School of Pharmaceutical Sciences, Guangzhou University of Chinese Medicine, Guangzhou, China.
Department of Nephrology, The Second Affiliated Hospital, School of Medicine, Zhejiang University, Hangzhou, China.
Hypertens Res. 2021 Feb;44(2):168-178. doi: 10.1038/s41440-020-00548-3. Epub 2020 Sep 9.
Our recent work demonstrates that infusion of sodium butyrate (NaBu) into the renal medulla blunts angiotensin II-induced hypertension and improves renal injury. The present study aimed to test whether oral administration of NaBu attenuates salt-sensitive hypertension in deoxycorticosterone acetate (DOCA)/salt-treated rats. Uninephrectomized male Sprague-Dawley (SD) rats were treated with DOCA pellets (150 mg/rat) plus 1% NaCl drinking water for 2 weeks. Animals received oral administration of NaBu (1 g/kg) or vehicle once per day. Our results showed that NaBu administration significantly attenuated DOCA/salt-increased mean arterial pressure from 156 ± 4 mmHg to 136 ± 1 mmHg. DOCA/salt treatment markedly enhanced renal damage as indicated by an increased ratio of kidney weight/body weight, elevated urinary albumin, extensive fibrosis, and inflammation, whereas kidneys from NaBu-treated rats exhibited a significant reduction in these renal damage responses. Compared to the DOCA/salt group, the DOCA/salt-NaBu group had ~30% less salt water intake and decreased Na and Cl excretion in urine but no alteration in 24-h urine excretion. Mechanistically, NaBu inhibited the protein levels of several sodium transporters stimulated by DOCA/salt in vivo, such as βENaC, γENaC, NCC, and NKCC-2. Further examination showed that NaBu downregulated the expression of mineralocorticoid receptor (MR) and serum and glucocorticoid-dependent protein kinase 1 (SGK1) in DOCA/salt-treated rats or aldosterone-treated human renal tubular duct epithelial cells. These results provide evidence that NaBu may attenuate DOCA/salt-induced hypertension and renal damage by inhibiting the MR/SGK1 pathway.

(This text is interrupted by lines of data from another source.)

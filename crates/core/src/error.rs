//! Error types for runscope
//!
//! Only failures a caller must react to are errors. Missing sidecars, missing
//! or damaged record logs and unparsable timestamps are modelled as
//! [`Outcome`](crate::Outcome) values and never reach this type.

use thiserror::Error;

/// All runscope errors
#[derive(Debug, Error)]
pub enum Error {
    /// Requested run identifier does not exist under the registry root
    #[error("run {run_id} not found")]
    RunNotFound {
        /// Identifier that was requested
        run_id: String,
    },

    /// Registry root is missing or not a directory
    #[error("invalid root directory: {0}")]
    InvalidRoot(String),

    /// Operation needs write access but the registry is read-only
    #[error("read-only registry: {0}")]
    ReadOnly(String),

    /// I/O error on an explicit operation
    #[error("I/O error: {0}")]
    Io(#[from] std::io::Error),

    /// Serialization error
    #[error("serialization error: {0}")]
    Serialization(String),
}

/// Result type for runscope operations
pub type Result<T> = std::result::Result<T, Error>;

impl Error {
    /// Construct a not-found error
    pub fn run_not_found(run_id: impl Into<String>) -> Self {
        Error::RunNotFound {
            run_id: run_id.into(),
        }
    }

    /// Check if this is a not-found error
    pub fn is_not_found(&self) -> bool {
        matches!(self, Error::RunNotFound { .. })
    }
}

impl From<serde_json::Error> for Error {
    fn from(e: serde_json::Error) -> Self {
        Error::Serialization(e.to_string())
    }
}
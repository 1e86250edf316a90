//! Canonical run model
//!
//! A [`Run`] is the merged view of one run directory: the record log, the
//! sidecar files and the directory name itself. It is built once per cache
//! lifetime and never mutated afterwards.

use chrono::NaiveDateTime;
use once_cell::sync::Lazy;
use regex::Regex;
use serde::Serialize;
use std::cmp::Ordering;
use std::path::PathBuf;

use crate::types::RunId;
use crate::value::{lookup_path, Map, Value};

static EPOCH_PATTERN: Lazy<Regex> =
    Lazy::new(|| Regex::new(r"epoch(\d+)").expect("epoch pattern is valid"));

/// Canonical reconstructed run
#[derive(Debug, Clone, PartialEq, Serialize)]
pub struct Run {
    /// Identifier parsed from the directory name
    pub id: RunId,
    /// Run directory
    pub directory: PathBuf,
    /// Binary record log, if the directory contains one
    pub log_file_path: Option<PathBuf>,
    /// Directory carries the `offline-` prefix
    pub is_offline: bool,
    /// Creation time from the directory name
    pub created_at: Option<NaiveDateTime>,
    /// Program basename from metadata, else the run id
    pub name: String,
    /// Resolved human-facing label
    pub display_name: String,
    /// Sidecar metadata (never reconstructed from the log)
    pub metadata: Option<Map>,
    /// Fully merged configuration
    pub config: Map,
    /// Final metric values
    pub summary: Option<Map>,
    /// `files/media` under the run directory
    pub media_dir: PathBuf,
    /// At least one `.gif` / `.mp4` exists under `media_dir`
    pub has_media: bool,
}

impl Run {
    fn metadata_value(&self, key: &str) -> Option<&Value> {
        self.metadata.as_ref()?.get(key)
    }

    /// Process state recorded in metadata (`running`, `finished`, ...)
    pub fn state(&self) -> Option<&str> {
        self.metadata_value("state")?.as_str()
    }

    /// Host the run executed on
    pub fn host(&self) -> Option<&str> {
        self.metadata_value("host")?.as_str()
    }

    /// Program path recorded in metadata
    pub fn program(&self) -> Option<&str> {
        self.metadata_value("program")?.as_str()
    }

    /// GPU description recorded in metadata
    pub fn gpu(&self) -> Option<&Value> {
        self.metadata_value("gpu")
    }

    /// Command-line arguments recorded in metadata; non-string entries are skipped
    pub fn args(&self) -> Vec<&str> {
        self.metadata_value("args")
            .and_then(Value::as_array)
            .map(|args| args.iter().filter_map(Value::as_str).collect())
            .unwrap_or_default()
    }

    /// Dotted-path lookup into the merged config
    pub fn config_value(&self, path: &str) -> Option<&Value> {
        lookup_path(&self.config, path)
    }

    /// Ordering used by discovery: newest first, unparsable timestamps last
    pub fn discovery_order(a: &Run, b: &Run) -> Ordering {
        match (&a.created_at, &b.created_at) {
            (Some(x), Some(y)) => y.cmp(x).then_with(|| a.id.cmp(&b.id)),
            (Some(_), None) => Ordering::Less,
            (None, Some(_)) => Ordering::Greater,
            (None, None) => a.id.cmp(&b.id),
        }
    }
}

/// One media artifact (gif / mp4) logged by a run
#[derive(Debug, Clone, PartialEq, Eq, Serialize)]
pub struct MediaFile {
    /// Absolute path
    pub path: PathBuf,
    /// File name with extension
    pub filename: String,
    /// File stem
    pub name: String,
    /// Epoch extracted from `epoch(\d+)` in the stem
    pub epoch: Option<u64>,
    /// Path relative to the run's `files/` directory
    pub relative_path: PathBuf,
}

impl MediaFile {
    /// Extract the epoch number from a file stem like `epoch40_4_hash`
    pub fn epoch_from_name(name: &str) -> Option<u64> {
        EPOCH_PATTERN
            .captures(name)
            .and_then(|caps| caps.get(1))
            .and_then(|m| m.as_str().parse().ok())
    }

    /// Stable sort by epoch; files without an epoch go last
    pub fn sort_by_epoch(files: &mut [MediaFile]) {
        files.sort_by(|a, b| match (a.epoch, b.epoch) {
            (Some(x), Some(y)) => x.cmp(&y),
            (Some(_), None) => Ordering::Less,
            (None, Some(_)) => Ordering::Greater,
            (None, None) => Ordering::Equal,
        });
    }
}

我们最近的工作表明,向肾髓质输注丁酸钠(NaBu)可减轻血管紧张素 II 诱导的高血压并改善肾脏损伤。本研究旨在测试口服 NaBu 是否可减轻去氧皮质酮醋酸盐(DOCA)/盐处理大鼠的盐敏感性高血压。对单侧肾切除的雄性 Sprague-Dawley(SD)大鼠给予 DOCA 微球(150mg/大鼠)加 1%NaCl 饮用水治疗 2 周。动物每天接受一次 NaBu(1g/kg)或载体口服给药。我们的结果表明,NaBu 给药可显著减轻 DOCA/盐增加的平均动脉压,从 156±4mmHg 降至 136±1mmHg。DOCA/盐处理显著增强了肾脏损伤,表现为肾重/体重比升高、尿白蛋白增加、广泛纤维化和炎症,而 NaBu 处理的大鼠肾脏的这些肾脏损伤反应明显减少。与 DOCA/盐组相比,DOCA/盐-NaBu 组的盐水摄入量减少了约 30%,尿液中 Na 和 Cl 排泄减少,但 24 小时尿液排泄量没有变化。在机制上,NaBu 抑制了 DOCA/盐在体内刺激的几种钠转运蛋白的蛋白水平,如βENaC、γENaC、NCC 和 NKCC-2。进一步检查表明,NaBu 下调了 DOCA/盐处理大鼠或醛固酮处理的人肾小管上皮细胞中醛固酮受体(MR)和血清和糖皮质激素依赖性蛋白激酶 1(SGK1)的表达。这些结果提供了证据表明,NaBu 可能通过抑制 MR/SGK1 通路来减轻 DOCA/盐诱导的高血压和肾脏损伤。